We have several candidate profiles of mutations because it is clear the kind of mutation we are searching but sometimes we do not have a specific clues.

1. Recessive inheritance
2. Dominant inheritance (father is affected).
3. For these regions: 1:3000-10000000,20:1000-200000000
4. For these genes: CDK11A,CDK11B
5. Any variant for this SNPId: rs116440577?
6. Description of variants. How many SNVs, INDELs, MNVs, SVs, CNVs?
7. Variants with MAF (Minimum Allelic Frequency) < 0.001 for ALL populations in 1000 Genomes phase 3
8. Variants with MAF (Minimum Allelic Frequency) < 0.001 for European population (EUR) in 1000 Genomes phase 3
9. Variants with two preview conditions realted to MAFs at the same time

1. We have several clues about our candidate variants. In addition of knowing the pattern of recessive inheritance , we search variants with MAF < 0.1 (for ALL populations in 1000 Genomes phase 3) because it is a rare disease. Consequence type must be “missense variant” (moderate).

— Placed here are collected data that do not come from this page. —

//! Overlay geometry: bounding box and placement matrix

use std::f64::consts::PI;
use std::ops::Mul;
use crate::layout::{lower_left_corner, Rectangle};
use super::{Diagonal, Orientation, Overlay, Watermark};

/// 3x3 affine transform in row-vector convention, third column always [0 0 1]
#[derive(Debug, Clone, Copy, PartialEq)]
pub struct Matrix(pub [[f64; 3]; 3]);

impl Matrix {
    /// Identity matrix (no transformation)
    pub fn identity() -> Self {
        Matrix([[1.0, 0.0, 0.0], [0.0, 1.0, 0.0], [0.0, 0.0, 1.0]])
    }

    /// Counter-clockwise rotation by `degrees`
    pub fn rotation(degrees: f64) -> Self {
        let (sin, cos) = (degrees * PI / 180.0).sin_cos();
        Matrix([[cos, sin, 0.0], [-sin, cos, 0.0], [0.0, 0.0, 1.0]])
    }

    pub fn translation(tx: f64, ty: f64) -> Self {
        Matrix([[1.0, 0.0, 0.0], [0.0, 1.0, 0.0], [tx, ty, 1.0]])
    }

    /// `[a b c d e f]` operands of the `cm` operator
    pub fn cm_operands(&self) -> [f64; 6] {
        let m = &self.0;
        [m[0][0], m[0][1], m[1][0], m[1][1], m[2][0], m[2][1]]
    }

    /// Apply to a point
    pub fn transform(&self, x: f64, y: f64) -> (f64, f64) {
        let m = &self.0;
        (x * m[0][0] + y * m[1][0] + m[2][0], x * m[0][1] + y * m[1][1] + m[2][1])
    }

    /// Check if this is (approximately) the identity matrix
    pub fn is_identity(&self) -> bool {
        let id = Matrix::identity();
        self.0
            .iter()
            .flatten()
            .zip(id.0.iter().flatten())
            .all(|(a, b)| (a - b).abs() < 0.001)
    }
}

impl Mul for Matrix {
    type Output = Matrix;

    fn mul(self, rhs: Matrix) -> Matrix {
        let mut out = [[0.0; 3]; 3];
        for (i, row) in out.iter_mut().enumerate() {
            for (j, cell) in row.iter_mut().enumerate() {
                *cell = (0..3).map(|k| self.0[i][k] * rhs.0[k][j]).sum();
            }
        }
        Matrix(out)
    }
}

/// Box of natural size `width × height` scaled into viewport `vp`, keeping the aspect ratio.
///
/// Absolute scaling multiplies the natural width; relative scaling fits the
/// larger dimension to `scale` times the matching viewport dimension.
pub fn scaled_box(width: f64, height: f64, scale: f64, scale_abs: bool, vp: &Rectangle) -> Rectangle {
    let ar = width / height;
    let (w, h) = if scale_abs {
        let w = scale * width;
        (w, w / ar)
    } else if ar >= 1.0 {
        let w = scale * vp.width();
        (w, w / ar)
    } else {
        let h = scale * vp.height();
        (h * ar, h)
    };
    Rectangle::for_dim(w, h)
}

impl Watermark {
    /// Compute the overlay's bounding box for page `page_nr` from the current viewport
    pub fn calc_bounding_box(&mut self, page_nr: usize) {
        let natural = match &self.overlay {
            Overlay::Image { width, height, .. } => Some((*width as f64, *height as f64)),
            Overlay::Pdf { .. } => self
                .donor_pages
                .get(&self.donor_page_nr(page_nr))
                .map(|p| (p.width, p.height)),
            Overlay::Text(_) => None,
        };

        if let Some((w, h)) = natural {
            self.bb = scaled_box(w, h, self.scale, self.scale_abs, &self.vp);
            return;
        }

        let Overlay::Text(text) = &self.overlay else { return };
        let metrics = self.metrics.as_ref();

        let (w, scaled) = if self.scale_abs {
            let scaled = (text.font_size as f64 * self.scale) as i64;
            let w = text
                .lines
                .iter()
                .map(|l| metrics.text_width(&text.font_name, l, scaled as f64))
                .fold(0.0, f64::max);
            (w, scaled)
        } else {
            let w = self.scale * self.vp.width();
            let scaled = text
                .lines
                .iter()
                .map(|l| metrics.font_size_for_width(&text.font_name, l, w))
                .min()
                .unwrap_or(text.font_size);
            (w, scaled)
        };

        let lines = text.lines.len().max(1) as f64;
        let fbb_height = metrics.bbox_height(&text.font_name);
        let h = scaled as f64 * fbb_height / 1000.0 + (lines - 1.0) * scaled as f64;

        self.scaled_font_size = scaled;
        self.bb = Rectangle::for_dim(w, h);
    }

    /// Rotation angle in degrees for the current viewport and bounding box
    pub fn rotation_degrees(&self) -> f64 {
        match self.orientation {
            Orientation::Rotation(r) => r,
            Orientation::Diagonal(direction) => {
                let mut r = (self.vp.height() / self.vp.width()).atan() * 180.0 / PI;
                if self.bb.aspect_ratio() < 1.0 {
                    r -= 90.0;
                }
                if direction == Diagonal::UpperLeftToLowerRight {
                    r = -r;
                }
                r
            }
        }
    }

    /// Placement matrix: rotate about the box center, then move to the anchor plus offset
    pub fn calc_transform_matrix(&self) -> Matrix {
        let r = self.rotation_degrees();
        let (sin, cos) = (r * PI / 180.0).sin_cos();
        let rotation = Matrix([[cos, sin, 0.0], [-sin, cos, 0.0], [0.0, 0.0, 1.0]]);

        // Text boxes carry their baseline offset in the lower-left y
        let dy = if self.is_text() { self.bb.ll.y } else { 0.0 };

        let (bbw, bbh) = (self.bb.width(), self.bb.height());
        let ll = lower_left_corner(self.vp.width(), self.vp.height(), bbw, bbh, self.anchor);

        let tx = ll.x + bbw / 2.0 + self.dx + sin * (bbh / 2.0 + dy) - cos * bbw / 2.0;
        let ty = ll.y + bbh / 2.0 + self.dy - cos * (bbh / 2.0 + dy) - sin * bbw / 2.0;

        rotation * Matrix::translation(tx, ty)
    }
}

#[cfg(test)]
mod tests {
    use super::*;
    use lopdf::{Dictionary, Stream};
    use crate::layout::Anchor;

    fn close(a: f64, b: f64) -> bool {
        (a - b).abs() < 1e-6
    }

    fn image_watermark(w: u32, h: u32) -> Watermark {
        let mut wm = Watermark::image(Stream::new(Dictionary::new(), Vec::new()), w, h, false);
        wm.vp = Rectangle::for_dim(612.0, 792.0);
        wm
    }

    #[test]
    fn test_square_image_relative_scale() {
        let mut wm = image_watermark(100, 100);
        wm.set_rotation(0.0);
        wm.calc_bounding_box(1);
        assert!(close(wm.bb.width(), 306.0));
        assert!(close(wm.bb.height(), 306.0));

        let m = wm.calc_transform_matrix();
        let [a, b, c, d, e, f] = m.cm_operands();
        assert!(close(a, 1.0) && close(b, 0.0) && close(c, 0.0) && close(d, 1.0));
        assert!(close(e, 153.0));
        assert!(close(f, 243.0));
    }

    #[test]
    fn test_portrait_image_fits_height() {
        let mut wm = image_watermark(50, 100);
        wm.calc_bounding_box(1);
        assert!(close(wm.bb.height(), 396.0));
        assert!(close(wm.bb.width(), 198.0));
    }

    #[test]
    fn test_absolute_scale() {
        let mut wm = image_watermark(200, 100);
        wm.scale = 2.0;
        wm.scale_abs = true;
        wm.calc_bounding_box(1);
        assert!(close(wm.bb.width(), 400.0));
        assert!(close(wm.bb.height(), 200.0));
    }

    #[test]
    fn test_diagonal_angle() {
        let mut wm = image_watermark(100, 100);
        wm.calc_bounding_box(1);
        let r = wm.rotation_degrees();
        assert!((r - 52.3).abs() < 0.1, "got {}", r);

        wm.set_diagonal(Diagonal::UpperLeftToLowerRight);
        assert!((wm.rotation_degrees() + 52.3).abs() < 0.1);

        // Tall boxes turn the other way round
        let mut tall = image_watermark(50, 100);
        tall.calc_bounding_box(1);
        assert!((tall.rotation_degrees() - (52.3 - 90.0)).abs() < 0.1);
    }

    #[test]
    fn test_rotation_pivots_about_box_center() {
        let mut wm = image_watermark(100, 100);
        wm.set_rotation(90.0);
        wm.calc_bounding_box(1);
        let m = wm.calc_transform_matrix();

        // The box center stays where the unrotated center would be
        let (cx, cy) = m.transform(153.0, 153.0);
        assert!(close(cx, 306.0), "cx {}", cx);
        assert!(close(cy, 396.0), "cy {}", cy);
    }

    #[test]
    fn test_text_relative_scale() {
        let mut wm = Watermark::text("Draft", false);
        wm.vp = Rectangle::for_dim(612.0, 792.0);
        wm.text_overlay_mut().unwrap().font_name = "Courier".to_string();
        wm.calc_bounding_box(1);

        // 5 Courier glyphs are 3 points wide at size 1, the box is 306 wide
        assert_eq!(wm.scaled_font_size, 102);
        assert!(close(wm.bb.width(), 306.0));
        assert!(close(wm.bb.height(), 102.0 * 1076.0 / 1000.0));
    }

    #[test]
    fn test_text_absolute_scale_multiline() {
        let mut wm = Watermark::text("ab\\ncdef", false);
        wm.vp = Rectangle::for_dim(612.0, 792.0);
        wm.scale = 1.0;
        wm.scale_abs = true;
        wm.text_overlay_mut().unwrap().font_name = "Courier".to_string();
        wm.calc_bounding_box(1);

        assert_eq!(wm.scaled_font_size, 24);
        assert!(close(wm.bb.width(), 4.0 * 0.6 * 24.0));
        assert!(close(wm.bb.height(), 24.0 * 1.076 + 24.0));
    }

    #[test]
    fn test_anchor_offset() {
        let mut wm = image_watermark(100, 100);
        wm.set_rotation(0.0);
        wm.anchor = Anchor::BottomLeft;
        wm.dx = 10.0;
        wm.dy = -5.0;
        wm.calc_bounding_box(1);
        let [_, _, _, _, e, f] = wm.calc_transform_matrix().cm_operands();
        assert!(close(e, 10.0));
        assert!(close(f, -5.0));
    }

    #[test]
    fn test_matrix_multiply_identity() {
        let r = Matrix::rotation(30.0);
        assert_eq!(r * Matrix::identity(), r);
        assert!((Matrix::rotation(45.0) * Matrix::rotation(-45.0)).is_identity());
    }
}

   • How many variants do you have including both characteristics?
2. We have several clues about our candidate variants. In addition of knowing the pattern of dominant inheritance (father is affected), we search variants with MAF < 0.1 (for all populations in 1000 Genomes phase 3) because it is a rare disease. Consequence type must be “intron variant” (modifier).
   • How many variants do you have including both characteristics?